Blocking of TGFβ Signaling Using a Novel Platform for Neutrophil Specific Targeting Prevents Metastasis

Introduction

In recent years, our understanding of neutrophil function in health and disease is rapidly expanding. However, neutrophils were never regarded as an attractive therapeutic target due to their short half-life. Here we present a novel in-vivo platform for neutrophil-specific drug delivery which may be exploited therapeutically.

Material and Method

We used a phage display library to screen for short peptides binding specifically to mouse and human neutrophils. The selected peptides were used to decorate PLGA nanoparticles (NP) containing SB431542 (TGFβ inhibitor). We then tested the therapeutic effect of neutrophil specific nanoparticles containing SB431542 in a preclinical model of metastatic breast cancer.

Results and Discussion

Using phage display screen combined with next generation sequencing, we identified several peptides specifically binding to mouse and human neutrophils. We identified the binding partner of the peptides as the neutrophil-specific surface protein CD177 and show co-localization of peptide and receptor by super resolution microscopy (STORM). Further, we employ these peptides to decorate biodegradable PLGA NP and achieve highly specific NP uptake by neutrophils ex vivo and in vivo. We then used SB431542 containing NP to inhibit TGFβ signaling in murine neutrophils to preserve their anti-tumor properties in context of cancer. SB431542 containing NP effectively blocked TGFβ induced phosphorylation of Smad2 in neutrophils ex vivo.
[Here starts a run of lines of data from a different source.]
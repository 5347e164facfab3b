//! Local document cache.
//!
//! One cache per process. Each `DocumentKey` moves through
//! `Unloaded -> Loading -> Cached -> (Saving) -> Cached | Conflicted -> Cached`.
//!
//! Loads are single-flight: the first caller installs a shared future in the
//! key's slot and every later caller awaits a clone of it. The slot owns the
//! future, so a caller that stops waiting never tears down the load for
//! anyone else.

use crate::content::CanonicalTree;
use crate::events::{now_ms, EventBus, SyncEvent};
use crate::key::DocumentKey;
use crate::store::{DocumentVersion, StoreError, StoredDocument};
use futures::future::{BoxFuture, FutureExt, Shared};
use std::collections::HashMap;
use std::sync::{Arc, Mutex, Weak};
use std::time::Duration;
use tracing::{debug, warn};
use web_time::Instant;

/// A cached document.
#[derive(Debug, Clone, PartialEq)]
pub struct CacheEntry {
    pub key: DocumentKey,
    pub content: CanonicalTree,
    pub version: DocumentVersion,
    pub last_access: Instant,
}

impl CacheEntry {
    pub fn new(key: DocumentKey, content: CanonicalTree, version: DocumentVersion) -> Self {
        Self {
            key,
            content,
            version,
            last_access: Instant::now(),
        }
    }
}

#[derive(Debug, Clone, Copy, PartialEq, Eq)]
pub enum DocumentState {
    Unloaded,
    Loading,
    Cached,
    Saving,
    Conflicted,
}

/// Tentative cache state for a save in flight.
///
/// `optimistic` is what the cache shows while the save is outstanding;
/// `previous` is what it reverts to if the store rejects the save.
#[derive(Debug, Clone)]
pub struct OptimisticSave {
    pub previous: Option<CacheEntry>,
    pub optimistic: CacheEntry,
}

impl OptimisticSave {
    /// Version the save is based on (0 if the key was never loaded).
    pub fn base_version(&self) -> DocumentVersion {
        self.previous.as_ref().map_or(0, |entry| entry.version)
    }
}

pub type LoadFuture = Shared<BoxFuture<'static, Result<CacheEntry, StoreError>>>;

/// Result of asking the cache for a document.
pub enum CacheLookup {
    Hit(CacheEntry),
    /// A load is in flight; await this to share its result.
    InFlight(LoadFuture),
}

enum Slot {
    Loading(LoadFuture),
    Cached(CacheEntry),
    Saving(OptimisticSave),
    Conflicted(Option<CacheEntry>),
}

impl Slot {
    fn state(&self) -> DocumentState {
        match self {
            Slot::Loading(_) => DocumentState::Loading,
            Slot::Cached(_) => DocumentState::Cached,
            Slot::Saving(_) => DocumentState::Saving,
            Slot::Conflicted(_) => DocumentState::Conflicted,
        }
    }

    fn entry_mut(&mut self) -> Option<&mut CacheEntry> {
        match self {
            Slot::Cached(entry) => Some(entry),
            Slot::Saving(save) => Some(&mut save.optimistic),
            Slot::Conflicted(entry) => entry.as_mut(),
            Slot::Loading(_) => None,
        }
    }
}

pub struct DocumentCache {
    slots: Mutex<HashMap<DocumentKey, Slot>>,
    events: Arc<EventBus>,
}

impl DocumentCache {
    pub fn new(events: Arc<EventBus>) -> Self {
        Self {
            slots: Mutex::new(HashMap::new()),
            events,
        }
    }

    fn slots(&self) -> std::sync::MutexGuard<'_, HashMap<DocumentKey, Slot>> {
        self.slots.lock().unwrap_or_else(|e| e.into_inner())
    }

    /// Return the cached entry, join an in-flight load, or start one with `fetch`.
    ///
    /// `fetch` is only called when no entry is cached and no load is in flight.
    pub fn load_with<F>(self: &Arc<Self>, key: &DocumentKey, fetch: F) -> CacheLookup
    where
        F: FnOnce() -> BoxFuture<'static, crate::store::Result<StoredDocument>>,
    {
        let mut slots = self.slots();
        if let Some(slot) = slots.get_mut(key) {
            if let Slot::Loading(future) = slot {
                debug!("Joining in-flight load for {}", key);
                return CacheLookup::InFlight(future.clone());
            }
            if let Some(entry) = slot.entry_mut() {
                entry.last_access = Instant::now();
                return CacheLookup::Hit(entry.clone());
            }
        }

        debug!("Loading {} from version store", key);
        let cache = Arc::downgrade(self);
        let owned_key = key.clone();
        let request = fetch();
        let future = async move {
            let result = request.await;
            Self::complete_load(&cache, &owned_key, result)
        }
        .boxed()
        .shared();

        slots.insert(key.clone(), Slot::Loading(future.clone()));
        CacheLookup::InFlight(future)
    }

    fn complete_load(
        cache: &Weak<Self>,
        key: &DocumentKey,
        result: crate::store::Result<StoredDocument>,
    ) -> Result<CacheEntry, StoreError> {
        let doc = match result {
            Ok(doc) => doc,
            Err(StoreError::NotFound(_)) => {
                debug!("{} has never been saved, starting empty", key);
                StoredDocument::empty()
            }
            Err(e) => {
                warn!("Load failed for {}: {}", key, e);
                if let Some(cache) = cache.upgrade() {
                    let mut slots = cache.slots();
                    if matches!(slots.get(key), Some(Slot::Loading(_))) {
                        slots.remove(key);
                    }
                }
                return Err(e);
            }
        };

        let entry = CacheEntry::new(key.clone(), doc.content, doc.version);
        let Some(cache) = cache.upgrade() else {
            return Ok(entry);
        };

        let mut slots = cache.slots();
        let entry = match slots.get_mut(key) {
            // Evicted mid-load: hand the result to the waiters without caching it.
            None => return Ok(entry),
            Some(slot) => {
                // Something newer may have landed while the load was in flight.
                let newer = slot
                    .entry_mut()
                    .filter(|existing| existing.version >= entry.version)
                    .cloned();
                match newer {
                    Some(existing) => existing,
                    None => {
                        *slot = Slot::Cached(entry.clone());
                        entry
                    }
                }
            }
        };
        drop(slots);

        cache.events.emit(SyncEvent::DocumentCached {
            key: key.clone(),
            version: entry.version,
            timestamp: now_ms(),
        });
        Ok(entry)
    }

    /// Replace the entry with content fetched from the version store.
    pub fn store_remote(&self, key: &DocumentKey, doc: StoredDocument) -> CacheEntry {
        let entry = CacheEntry::new(key.clone(), doc.content, doc.version);
        self.slots().insert(key.clone(), Slot::Cached(entry.clone()));
        self.events.emit(SyncEvent::DocumentCached {
            key: key.clone(),
            version: entry.version,
            timestamp: now_ms(),
        });
        entry
    }

    /// Show `content` at the next version before the store has acknowledged it.
    pub fn apply_optimistic(&self, key: &DocumentKey, content: &CanonicalTree) -> OptimisticSave {
        let mut slots = self.slots();
        let previous = slots.get_mut(key).and_then(Slot::entry_mut).cloned();
        let base_version = previous.as_ref().map_or(0, |entry| entry.version);
        let save = OptimisticSave {
            previous,
            optimistic: CacheEntry::new(key.clone(), content.clone(), base_version + 1),
        };
        slots.insert(key.clone(), Slot::Saving(save.clone()));
        save
    }

    /// Settle an optimistic save at the version the store assigned.
    pub fn commit_save(&self, save: &OptimisticSave, version: DocumentVersion) -> CacheEntry {
        let key = &save.optimistic.key;
        let mut committed = save.optimistic.clone();
        committed.version = version;
        committed.last_access = Instant::now();

        let mut slots = self.slots();
        match slots.get_mut(key) {
            Some(Slot::Cached(existing)) if existing.version > version => existing.clone(),
            _ => {
                slots.insert(key.clone(), Slot::Cached(committed.clone()));
                committed
            }
        }
    }

    /// Revert an optimistic save to its pre-save state.
    ///
    /// A rejected save leaves the key `Conflicted` until a remote refresh
    /// lands; any other failure returns it to `Cached` (or `Unloaded`).
    pub fn rollback(&self, save: &OptimisticSave, conflicted: bool) {
        let key = &save.optimistic.key;
        let mut slots = self.slots();
        match (&save.previous, conflicted) {
            (previous, true) => {
                slots.insert(key.clone(), Slot::Conflicted(previous.clone()));
            }
            (Some(previous), false) => {
                slots.insert(key.clone(), Slot::Cached(previous.clone()));
            }
            (None, false) => {
                slots.remove(key);
            }
        }
    }

    /// Cached entry, without I/O.
    pub fn get(&self, key: &DocumentKey) -> Option<CacheEntry> {
        let mut slots = self.slots();
        let entry = slots.get_mut(key).and_then(Slot::entry_mut)?;
        entry.last_access = Instant::now();
        Some(entry.clone())
    }

    pub fn version(&self, key: &DocumentKey) -> Option<DocumentVersion> {
        self.slots()
            .get_mut(key)
            .and_then(Slot::entry_mut)
            .map(|entry| entry.version)
    }

    pub fn state(&self, key: &DocumentKey) -> DocumentState {
        self.slots()
            .get(key)
            .map_or(DocumentState::Unloaded, Slot::state)
    }

    /// Drop a key. An in-flight load still completes for its waiters.
    pub fn evict(&self, key: &DocumentKey) -> bool {
        self.slots().remove(key).is_some()
    }

    /// Drop settled entries not accessed within `older_than`. Returns how many.
    pub fn evict_idle(&self, older_than: Duration) -> usize {
        let mut slots = self.slots();
        let before = slots.len();
        slots.retain(|_, slot| match slot {
            Slot::Loading(_) | Slot::Saving(_) => true,
            Slot::Cached(entry) | Slot::Conflicted(Some(entry)) => {
                entry.last_access.elapsed() < older_than
            }
            Slot::Conflicted(None) => false,
        });
        before - slots.len()
    }

    pub fn len(&self) -> usize {
        self.slots().len()
    }

    pub fn is_empty(&self) -> bool {
        self.len() == 0
    }
}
Importantly, we show that treatment of tumor-bearing mice with SB431542 containing neutrophil-specific PLGA NP prevents metastatic outgrowth.

Conclusion

We have generated a novel platform for neutrophil-specific drug delivery employing peptide-decorated PLGA NP. These NP can be loaded with any drug of choice and may be used for manipulating neutrophil activity in cancer and other inflammatory diseases. Thus far neutrophils were rarely considered as a valid target for immunotherapy. This novel platform allows the modification of neutrophil function, in a specific manner in vivo, and may revolutionize immunotherapy by adding neutrophils to the therapeutic arsenal.